How to Exercise Outdoors Safely During the Summer

While running outdoors in the summer can be more enjoyable than in the winter, it comes with its own set of adjustments and safety hazards. Whether you already have a set running schedule or you’re looking to begin a morning jogging routine this summer, here are a few things that you should know to help beat the heat.

  1. Choose the right time of day. Instead of running during your lunch break when the sun is at its hottest, opt instead for an early morning or late afternoon jog. As a general rule, avoid running during the hours of 10 a.m. and 3 p.m.
  2. Wear sunscreen. You might not think about it like you would, say, at the beach, but you’re at just as much risk for sunburn while running. Be sure to wear something around SPF 45.
  3. Stay hydrated from the get-go. Most runners recommend drinking a full glass of water before you even set out on your run to avoid dehydration. While running, stop for a drink every 15 minutes (even if you’re not thirsty).
  4. Pay attention to your body. If you feel dizzy, lightheaded, or nauseated while running, slow to a walk (or stop running altogether) and seek out a shaded spot to rest.

8 Tips for Exercising in Summer Heat [Active.com]
20 Ways To Have a Rockin' Outdoor Workout [Greatist.com]
Summer Safety: 8 Outdoor Fitness Training Tips To Help You Keep Cool [Medical Daily]

Get Into a Running Routine With These Websites

If the last time you ran a mile was back in grade school, it can be difficult to get back into a running routine. For many people, the key is to dedicate yourself to your running goals and vow to stick with it. These inspiring websites will help you to develop a running plan, and they might even make you look forward to your morning jog.

The 8-Week Beginner’s Program
Runner’s World magazine developed this detailed program to help aspiring runners to get on track. It is designed to get you to a place where you can comfortably run nonstop for 30 minutes, which is approximately 2 miles. With precise time frames and workouts for each week, this is a no-brainer for anyone looking to begin a more active lifestyle.

Running 101: A Beginner’s Guide
Fitness Magazine’s beginner runner’s guide answers any questions you might have about getting started running, and it even recommends foods to eat to boost your energy. This guide will also help you decide if running on the treadmill or running outside is better for you.

6 Tips for New Runners
These tips, created by SheKnows, are targeted toward women who want to begin running. They provide inspiring advice and informational tips to get you running and then keep you going.

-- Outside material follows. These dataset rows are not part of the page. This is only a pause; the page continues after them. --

/// One opted-in chat. Re-subscribing overwrites `username` and `created_at`.
#[derive(Debug, Clone, PartialEq, Eq)]
pub struct Subscriber {
    pub chat_id: i64,
    pub username: Option<String>,
    /// RFC 3339, UTC
    pub created_at: Option<String>,
}

impl Subscriber {
    /// Line used in the /adminlist reply
    pub fn display_line(&self) -> String {
        format!(
            "{} — {}",
            self.username.as_deref().unwrap_or("(no username)"),
            self.chat_id
        )
    }
}
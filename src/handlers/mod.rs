pub mod metadata;

use axum::{http::StatusCode, Json};
use serde_json::{json, Value};

/// Liveness endpoint. Exempt from rate limiting so orchestrator probes are
/// never throttled.
pub async fn health_check() -> (StatusCode, Json<Value>) {
    (StatusCode::OK, Json(json!({ "status": "ok" })))
}
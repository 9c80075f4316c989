// Each integration test file is a separate binary; helpers not used in every
// binary would otherwise trigger dead_code warnings from clippy.
#![allow(dead_code)]

use std::sync::atomic::{AtomicUsize, Ordering};
use std::sync::Arc;
use std::time::Duration;

use async_trait::async_trait;
use axum::{
    body::Body,
    http::{Method, Request, StatusCode},
    middleware, routing, Router,
};
use http_body_util::BodyExt;
use serde_json::Value;
use tower::ServiceExt;

use unfurl_server::cache::InMemoryCache;
use unfurl_server::error::PreviewError;
use unfurl_server::handlers;
use unfurl_server::models::PartialMetadata;
use unfurl_server::preview::render::Renderer;
use unfurl_server::preview::resolver::MetadataResolver;
use unfurl_server::rate_limit::{self, InMemoryRateLimitStore};
use unfurl_server::state::AppState;

/// Renderer double standing in for the external rendering service — no real
/// browser or network involved. Records how often it is invoked.
pub struct StubRenderer {
    partial: PartialMetadata,
    calls: AtomicUsize,
}

impl StubRenderer {
    pub fn returning(partial: PartialMetadata) -> Arc<Self> {
        Arc::new(StubRenderer {
            partial,
            calls: AtomicUsize::new(0),
        })
    }

    /// A renderer whose dynamic pass finds nothing.
    pub fn empty() -> Arc<Self> {
        Self::returning(PartialMetadata::default())
    }

    pub fn with_title(title: &str) -> Arc<Self> {
        Self::returning(PartialMetadata {
            title: Some(title.to_string()),
            ..Default::default()
        })
    }

    pub fn call_count(&self) -> usize {
        self.calls.load(Ordering::SeqCst)
    }
}

#[async_trait]
impl Renderer for StubRenderer {
    async fn render(&self, _url: &str) -> Result<PartialMetadata, PreviewError> {
        self.calls.fetch_add(1, Ordering::SeqCst);
        Ok(self.partial.clone())
    }
}

pub fn test_state(renderer: Arc<dyn Renderer>) -> AppState {
    test_state_with(renderer, Duration::from_secs(5), 1000, Duration::from_secs(60))
}

pub fn test_state_with(
    renderer: Arc<dyn Renderer>,
    fetch_timeout: Duration,
    rate_limit_max_requests: u64,
    rate_limit_window: Duration,
) -> AppState {
    AppState {
        resolver: MetadataResolver::new(reqwest::Client::new(), renderer, fetch_timeout),
        cache: Arc::new(InMemoryCache::new()),
        rate_limiter: Arc::new(InMemoryRateLimitStore::new()),
        cache_ttl: Duration::from_secs(3600),
        rate_limit_max_requests,
        rate_limit_window,
    }
}

/// Build the full application router, minus the CORS/trace layers that do
/// not affect behavior under test.
pub fn create_test_app(state: AppState) -> Router {
    Router::new()
        .route("/", routing::get(handlers::health_check))
        .route("/metadata", routing::get(handlers::metadata::get_metadata))
        .layer(middleware::from_fn_with_state(
            state.clone(),
            rate_limit::rate_limit,
        ))
        .with_state(state)
}

// ── Request helpers ──────────────────────────────────────────────────────────

pub async fn get(app: Router, uri: &str) -> (StatusCode, Value) {
    let req = Request::builder()
        .method(Method::GET)
        .uri(uri)
        .body(Body::empty())
        .unwrap();
    send(app, req).await
}

pub async fn get_from_ip(app: Router, uri: &str, ip: &str) -> (StatusCode, Value) {
    let req = Request::builder()
        .method(Method::GET)
        .uri(uri)
        .header("CF-Connecting-IP", ip)
        .body(Body::empty())
        .unwrap();
    send(app, req).await
}

async fn send(app: Router, req: Request<Body>) -> (StatusCode, Value) {
    let response = app.oneshot(req).await.unwrap();
    let status = response.status();
    let bytes = response.into_body().collect().await.unwrap().to_bytes();
    let json = if bytes.is_empty() {
        Value::Null
    } else {
        serde_json::from_slice(&bytes).unwrap()
    };
    (status, json)
}
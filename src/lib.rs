pub mod cache;
pub mod config;
pub mod error;
pub mod handlers;
pub mod models;
pub mod preview;
pub mod rate_limit;
pub mod state;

Track Your Exercise With These Running Logs

If you love running and constantly try to beat your own best time, online running logs are incredibly helpful tools. Even if you’re a beginner runner, these handy logbooks can help you to keep track of your runs and praise yourself for a week with no days off. Here are two online running logs to help you find the motivation to keep on running.

LogYourRun
If you’re simply looking for a straightforward, no-nonsense running log, this one is for you. LogYourRun offers an exercise log where you can enter your runs, track your weekly times, distance, and pace, and even keep track of your weight. It offers maps of the best running routes in your area, and the impressive import feature allows you to import data from your mobile device or other websites.

MapMyRun
Specifically tailored toward your area, MapMyRun is a mobile app and online website that helps you train for an upcoming race or simply compare your personal runs. It allows you to create a challenge and alerts you once you’ve met your goal, and it also includes pre-made training plans that act just like a running coach. With a simple interface and a handy mobile platform, MapMyRun is a great tool for any tech-savvy runner.